• _Task directions_
Please give back, word for word, each line from the start of the entries through the one in which "use crate::error::ConfigError;" is found.

• _Data entries_
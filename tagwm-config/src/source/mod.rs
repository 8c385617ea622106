//! Declarative config-file reader.
//!
//! Reads a config file into a [`Document`]: a tree of named settings that the
//! builder queries by section name and field type. Two surface syntaxes are
//! understood and produce the same tree:
//!
//! - [`yaml`]: YAML (default, and any extension other than `.toml`)
//! - [`toml`]: TOML, for files ending in `.toml`
//!
//! An `include` key (a path or a list of paths) is expanded while reading,
//! so the builder only ever sees one merged tree.

pub mod toml;
pub mod yaml;

use crate::error::ConfigError;
use std::fs;
use std::path::{Path, PathBuf};

/// Include nesting limit.
pub const MAX_INCLUDE_DEPTH: usize = 10;

/// A setting value.
#[derive(Debug, Clone, PartialEq)]
pub enum Value {
    Bool(bool),
    Int(i64),
    Float(f64),
    Str(String),
    Array(Vec<Value>),
    Group(Group),
}

impl Value {
    /// Type name used in diagnostics.
    pub fn type_name(&self) -> &'static str {
        match self {
            Value::Bool(_) => "boolean",
            Value::Int(_) => "integer",
            Value::Float(_) => "float",
            Value::Str(_) => "string",
            Value::Array(_) => "array",
            Value::Group(_) => "group",
        }
    }
}

/// A value of the wrong type for the field it was read as.
#[derive(Debug, Clone, Copy, PartialEq, Eq)]
pub struct TypeMismatch {
    pub expected: &'static str,
    pub found: &'static str,
}

/// An ordered list of named settings.
///
/// Names may repeat; repeated groups are how `rule`, `key` and `button`
/// sections are written.
#[derive(Debug, Clone, PartialEq, Default)]
pub struct Group {
    settings: Vec<(String, Value)>,
}

impl Group {
    pub fn new() -> Self {
        Self::default()
    }

    pub fn push(&mut self, name: impl Into<String>, value: Value) {
        self.settings.push((name.into(), value));
    }

    pub fn extend(&mut self, other: Group) {
        self.settings.extend(other.settings);
    }

    pub fn len(&self) -> usize {
        self.settings.len()
    }

    pub fn is_empty(&self) -> bool {
        self.settings.is_empty()
    }

    pub fn iter(&self) -> impl Iterator<Item = (&str, &Value)> {
        self.settings
            .iter()
            .map(|(name, value)| (name.as_str(), value))
    }

    /// The last setting named `name`.
    pub fn get(&self, name: &str) -> Option<&Value> {
        self.settings
            .iter()
            .rev()
            .find(|(candidate, _)| candidate == name)
            .map(|(_, value)| value)
    }

    /// Every section named `name`, in file order.
    ///
    /// A setting whose value is an array contributes each of its elements, so
    /// a YAML `key:` sequence, a TOML `[[key]]` array and a `key` repeated
    /// through includes all read the same.
    pub fn sections<'a>(&'a self, name: &'a str) -> impl Iterator<Item = &'a Value> + 'a {
        self.settings
            .iter()
            .filter(move |(candidate, _)| candidate == name)
            .flat_map(|(_, value)| match value {
                Value::Array(items) => items.iter().collect::<Vec<_>>(),
                other => vec![other],
            })
    }

    pub fn section_count(&self, name: &str) -> usize {
        self.sections(name).count()
    }

    pub fn get_bool(&self, name: &str) -> Result<Option<bool>, TypeMismatch> {
        match self.get(name) {
            None => Ok(None),
            Some(Value::Bool(b)) => Ok(Some(*b)),
            Some(other) => Err(mismatch("boolean", other)),
        }
    }

    pub fn get_int(&self, name: &str) -> Result<Option<i64>, TypeMismatch> {
        match self.get(name) {
            None => Ok(None),
            Some(Value::Int(i)) => Ok(Some(*i)),
            Some(other) => Err(mismatch("integer", other)),
        }
    }

    /// Integers are accepted where a float is expected.
    pub fn get_float(&self, name: &str) -> Result<Option<f64>, TypeMismatch> {
        match self.get(name) {
            None => Ok(None),
            Some(Value::Float(f)) => Ok(Some(*f)),
            Some(Value::Int(i)) => Ok(Some(*i as f64)),
            Some(other) => Err(mismatch("float", other)),
        }
    }

    pub fn get_str(&self, name: &str) -> Result<Option<&str>, TypeMismatch> {
        match self.get(name) {
            None => Ok(None),
            Some(Value::Str(s)) => Ok(Some(s)),
            Some(other) => Err(mismatch("string", other)),
        }
    }

    pub fn get_strings(&self, name: &str) -> Result<Option<Vec<String>>, TypeMismatch> {
        let items = match self.get(name) {
            None => return Ok(None),
            Some(Value::Array(items)) => items,
            Some(other) => return Err(mismatch("array of strings", other)),
        };
        items
            .iter()
            .map(|item| match item {
                Value::Str(s) => Ok(s.clone()),
                other => Err(mismatch("string", other)),
            })
            .collect::<Result<Vec<_>, _>>()
            .map(Some)
    }

    pub fn get_group(&self, name: &str) -> Result<Option<&Group>, TypeMismatch> {
        match self.get(name) {
            None => Ok(None),
            Some(Value::Group(g)) => Ok(Some(g)),
            Some(other) => Err(mismatch("group", other)),
        }
    }
}

fn mismatch(expected: &'static str, found: &Value) -> TypeMismatch {
    TypeMismatch {
        expected,
        found: found.type_name(),
    }
}

/// Surface syntax of a config file.
#[derive(Debug, Clone, Copy, PartialEq, Eq)]
pub enum Format {
    Yaml,
    Toml,
}

impl Format {
    pub fn from_path(path: &Path) -> Format {
        match path.extension().and_then(|ext| ext.to_str()) {
            Some("toml") => Format::Toml,
            _ => Format::Yaml,
        }
    }
}

/// A fully read config file with its includes expanded.
#[derive(Debug, Clone, PartialEq)]
pub struct Document {
    pub root: Group,
    /// Every file that contributed to `root`, main file first.
    pub files: Vec<PathBuf>,
}

impl Document {
    /// Read and parse a config file and everything it includes.
    pub fn load(path: &Path) -> Result<Document, ConfigError> {
        let mut loader = Loader::default();
        let root = loader.load_file(path)?;
        Ok(Document {
            root,
            files: loader.files,
        })
    }

    /// Parse config text. Relative includes resolve against `origin`'s
    /// directory.
    pub fn parse_str(text: &str, format: Format, origin: &Path) -> Result<Document, ConfigError> {
        let mut loader = Loader::default();
        loader.stack.push(normalize(origin));
        let root = loader.parse_text(text, format, origin)?;
        Ok(Document {
            root,
            files: loader.files,
        })
    }
}

/// Tracks the include chain while reading.
#[derive(Debug, Default)]
pub(crate) struct Loader {
    stack: Vec<PathBuf>,
    files: Vec<PathBuf>,
}

impl Loader {
    fn load_file(&mut self, path: &Path) -> Result<Group, ConfigError> {
        if self.stack.len() > MAX_INCLUDE_DEPTH {
            return Err(ConfigError::IncludeDepth {
                path: path.to_path_buf(),
            });
        }
        let key = normalize(path);
        if self.stack.contains(&key) {
            return Err(ConfigError::IncludeCycle {
                path: path.to_path_buf(),
            });
        }

        let text = fs::read_to_string(path).map_err(|source| ConfigError::Unreadable {
            path: path.to_path_buf(),
            source,
        })?;
        log::debug!("reading config file {}", path.display());

        self.files.push(path.to_path_buf());
        self.stack.push(key);
        let result = self.parse_text(&text, Format::from_path(path), path);
        self.stack.pop();
        result
    }

    fn parse_text(
        &mut self,
        text: &str,
        format: Format,
        path: &Path,
    ) -> Result<Group, ConfigError> {
        match format {
            Format::Yaml => yaml::parse(text, path, self),
            Format::Toml => toml::parse(text, path, self),
        }
    }

    /// Expand an include directive found in `from`.
    pub(crate) fn include(&mut self, from: &Path, target: &str) -> Result<Group, ConfigError> {
        let target = Path::new(target);
        let resolved = if target.is_absolute() {
            target.to_path_buf()
        } else {
            from.parent()
                .map(|dir| dir.join(target))
                .unwrap_or_else(|| target.to_path_buf())
        };
        log::debug!("{} includes {}", from.display(), resolved.display());
        self.load_file(&resolved)
    }
}

fn normalize(path: &Path) -> PathBuf {
    path.canonicalize().unwrap_or_else(|_| path.to_path_buf())
}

• _Your response_
filename tagwm-config/src/source/mod.rs
repository 8c385617ea622106
//! Declarative config-file reader.
//!
//! Reads a config file into a [`Document`]: a tree of named settings that the
//! builder queries by section name and field type. Two surface syntaxes are
//! understood and produce the same tree:
//!
//! - [`yaml`]: YAML (default, and any extension other than `.toml`)
//! - [`toml`]: TOML, for files ending in `.toml`
//!
//! An `include` key (a path or a list of paths) is expanded while reading,
//! so the builder only ever sees one merged tree.

pub mod toml;
pub mod yaml;

use crate::error::ConfigError;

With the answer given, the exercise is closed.